When it was announced that London would bid to be the host city for the 2012 Olympic Games, Citizens lobbied to gain a lasting legacy for Londoners from the billions of pound to be spent. Following on from hundreds of one-to-one meetings and a listening campaign across member institutions, in 2004 London Citizens signed an agreement with the London 2012 bid team, which specified what the people of East London could expect in return for their support in hosting the Olympic Games. The People's Promises, as they are known, had the following demands:

1. Permanently affordable homes for local people.
2. Money from the Olympic development to be set aside to improve local schools and the health service.
3. The University of East London to be main higher education beneficiary of the sports legacy and to consider becoming a Sports Centre of Excellence.
4. At least £2m set aside for a Construction Academy.
5. At least 30% of jobs set aside for local people.
6. That the Lower Lea Valley is designated a 'Living Wage Zone' and all jobs guaranteed a living wage.

In 2023, the demands have yet to be met.

=== Independent Asylum Commission ===

Citizens UK set up the Independent Asylum Commission to investigate widespread concern about the way refugees and asylum seekers were being treated by the UK Borders Agency. The report made a series of over 200 recommendations for change which are still being negotiated. In the lead up to the 2010 General Election a major campaign was mounted over the number of children being held in detention with their families seeking refugee status. Over 1,000 children were being detained annually. Promises to end this practice were made by all three political leaders at the General Election Accountability Assembly held by Citizens UK in May 2010 at Westminster Central Hall. This resulted in the ending of the practice of holding children of refugee families in detention by the Coalition government and a law was passed in 2014 to prohibit this.

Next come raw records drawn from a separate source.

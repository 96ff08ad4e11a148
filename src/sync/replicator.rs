// ABOUTME: Replicator - drives schema sync then one incremental load per configured object
// ABOUTME: Each object is extracted, transformed and upserted inside its own transaction

use anyhow::{Context, Result};
use chrono::{DateTime, SubsecRound, Utc};
use tracing::{info, warn};

use super::writer::{finish_transaction, BatchWriter, WriteSummary};
use crate::config::{ObjectConfig, ReplicatorConfig};
use crate::error::ReplicationError;
use crate::remote::{Extraction, ExtractionService, RowStream};
use crate::schema::{ResolvedObject, SchemaSynchronizer};
use crate::store::RelationalStore;
use crate::transform::RecordTransformer;

/// Immutable settings for one run.
#[derive(Debug, Clone)]
pub struct RunContext {
    pub objects: Vec<ObjectConfig>,
    /// Store-wide rows per upsert, used when an object has no override
    pub batch_size: usize,
    /// Continue with the next object after an object-level failure
    pub keep_going: bool,
}

impl RunContext {
    pub fn new(objects: Vec<ObjectConfig>, batch_size: usize) -> Self {
        Self {
            objects,
            batch_size,
            keep_going: false,
        }
    }

    pub fn from_config(config: &ReplicatorConfig) -> Self {
        Self::new(config.objects.clone(), config.store.batch_size)
    }

    pub fn keep_going(mut self, keep_going: bool) -> Self {
        self.keep_going = keep_going;
        self
    }

    pub fn batch_size_for(&self, object: &ResolvedObject) -> usize {
        object.batch_size.unwrap_or(self.batch_size)
    }
}

/// Outcome of one object's sync.
#[derive(Debug, Clone, Copy, PartialEq, Eq)]
pub enum ObjectOutcome {
    Synced(WriteSummary),
    /// The extraction returned no records; nothing was written
    NoData,
}

/// Statistics from a run.
#[derive(Debug, Clone, Default)]
pub struct SyncStats {
    pub objects_synced: usize,
    pub objects_without_data: usize,
    pub rows_synced: u64,
    pub batches_written: u64,
    pub errors: Vec<String>,
    pub duration_ms: u64,
}

impl SyncStats {
    /// Check if every object synced without errors.
    pub fn is_success(&self) -> bool {
        self.errors.is_empty()
    }
}

/// Incremental replicator over one extraction service and one store.
pub struct Replicator<E, S> {
    context: RunContext,
    service: E,
    store: S,
    schema: SchemaSynchronizer,
}

impl<E, S> Replicator<E, S>
where
    E: ExtractionService,
    S: RelationalStore,
{
    pub fn new(context: RunContext, service: E, store: S) -> Self {
        Self {
            context,
            service,
            store,
            schema: SchemaSynchronizer::new(),
        }
    }

    pub fn store(&self) -> &S {
        &self.store
    }

    pub fn service(&self) -> &E {
        &self.service
    }

    /// Take back the service and the store, e.g. to run again with new settings.
    pub fn into_parts(self) -> (E, S) {
        (self.service, self.store)
    }

    /// Create or extend every configured table. Only the first call does work.
    pub async fn sync_schema(&mut self) -> Result<Vec<ResolvedObject>> {
        let resolved = self
            .schema
            .sync(&self.context.objects, &self.service, &mut self.store)
            .await?;
        Ok(resolved.to_vec())
    }

    /// Synchronize all configured objects.
    ///
    /// Schema errors abort immediately. An object failure rolls back that
    /// object and then either aborts the run or, with `keep_going`, is
    /// recorded in the returned stats.
    pub async fn run(&mut self) -> Result<SyncStats> {
        let start = std::time::Instant::now();
        let mut stats = SyncStats::default();

        let objects = self.sync_schema().await?;

        for object in &objects {
            match self.sync_object(object).await {
                Ok(ObjectOutcome::Synced(summary)) => {
                    stats.objects_synced += 1;
                    stats.rows_synced += summary.rows;
                    stats.batches_written += summary.batches;
                }
                Ok(ObjectOutcome::NoData) => {
                    stats.objects_without_data += 1;
                }
                Err(e) => {
                    tracing::error!("Failed to sync {}: {:?}", object.name, e);
                    let run_fatal = e
                        .downcast_ref::<ReplicationError>()
                        .is_some_and(ReplicationError::is_run_fatal);
                    if run_fatal || !self.context.keep_going {
                        return Err(e.context(format!("Failed to sync {}", object.name)));
                    }
                    stats.errors.push(format!("Failed to sync {}: {}", object.name, e));
                }
            }
        }

        stats.duration_ms = start.elapsed().as_millis() as u64;
        Ok(stats)
    }

    /// Extract everything modified since the last sync of `object` and upsert it.
    pub async fn sync_object(&mut self, object: &ResolvedObject) -> Result<ObjectOutcome> {
        let since = self.store.most_recent_sync(&object.name).await?;
        let started_at = sync_start(since);

        match since {
            Some(since) => info!("Starting sync - {} (modified since {})", object.name, since),
            None => info!("Starting sync - {} (full extraction)", object.name),
        }

        let extraction = self
            .service
            .run_query(&object.name, &object.fields, since)
            .await
            .with_context(|| format!("Extraction of {} failed", object.name))?;

        let rows = match extraction {
            Extraction::Rows(rows) => rows,
            Extraction::NoData => {
                warn!("No data returned for {}; skipping", object.name);
                return Ok(ObjectOutcome::NoData);
            }
        };

        let column_types = self.store.get_columns(&object.name).await?;
        let transformer =
            RecordTransformer::new(&object.name, rows.header(), &column_types, self.store.dialect())?;
        let batch_size = self.context.batch_size_for(object);

        self.store.begin_transaction(false).await?;
        let result = load(&mut self.store, &transformer, rows, batch_size, started_at).await;
        let summary = finish_transaction(&mut self.store, &object.name, result).await?;

        if summary.watermark_recorded {
            info!(
                "Finished sync - {}: {} row(s) in {} batch(es)",
                object.name, summary.rows, summary.batches
            );
        } else {
            info!("Finished sync - {}: no rows; watermark unchanged", object.name);
        }
        Ok(ObjectOutcome::Synced(summary))
    }
}

/// Start timestamp recorded for this sync, never earlier than the previous one.
fn sync_start(previous: Option<DateTime<Utc>>) -> DateTime<Utc> {
    let now = Utc::now().trunc_subsecs(0);
    match previous {
        Some(previous) if previous > now => {
            warn!(
                "Clock is behind the last recorded sync ({}); keeping that watermark",
                previous
            );
            previous
        }
        _ => now,
    }
}

async fn load<S: RelationalStore>(
    store: &mut S,
    transformer: &RecordTransformer,
    rows: RowStream,
    batch_size: usize,
    started_at: DateTime<Utc>,
) -> Result<WriteSummary> {
    let mut writer = BatchWriter::new(
        transformer.object(),
        transformer.columns().to_vec(),
        batch_size,
        started_at,
    );
    for row in rows {
        let row = row?;
        let tuple = transformer.transform(&row, &*store)?;
        writer.push(store, tuple).await?;
    }
    writer.finish(store).await
}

=== Sponsor Refugees & Community Sponsorship scheme ===
At the height of the Syrian refugee crisis in September 2015, Citizens UK called for the introduction of sponsorship of refugees based on the Canadian model of community sponsorship. This was launched in July 2016. Citizens UK Foundation for Community Sponsorship of Refugees (Sponsor Refugees) was established in October 2017.

In 2022, Citizens UK started the Communities for Ukraine scheme in response to the humanitarian crisis caused by the Russian invasion of Ukraine. As of February 2023, the scheme had resettled more than 700 Ukrainian refugees in the UK.

=== Institute for Community Organising ===
Citizens UK set up the Institute for Community Organising (ICO) as part of its Centre for Civil Society (established in 2010) in response to growing demands for its training. The ICO is the first operating division of the Centre and was established to offer a series of training opportunities for those who wish to make community organising a full or part-time career and also for Community Leaders who wish to learn the broad philosophy and skills of community organising and who are in a position to put them into practice in their institutions and neighbourhoods. The Institute provides training and consultancy on a commercial basis to other agencies which wish to employ the skills and techniques of community organising in their institutions. The ICO has an Academic Advisory Board and an International Professional Advisory Body drawn from the global network of Community Organising Institutes in the UK (Citizens UK), USA (Industrial Areas Foundation) and Germany (DICO).

==Training==

In 2013, Citizens UK created a Master's course in Community Organising in affiliation with Queen Mary University.

In 2023, the organisation runs online and in-person training courses. Several of these are in partnership with Newman University, Birmingham.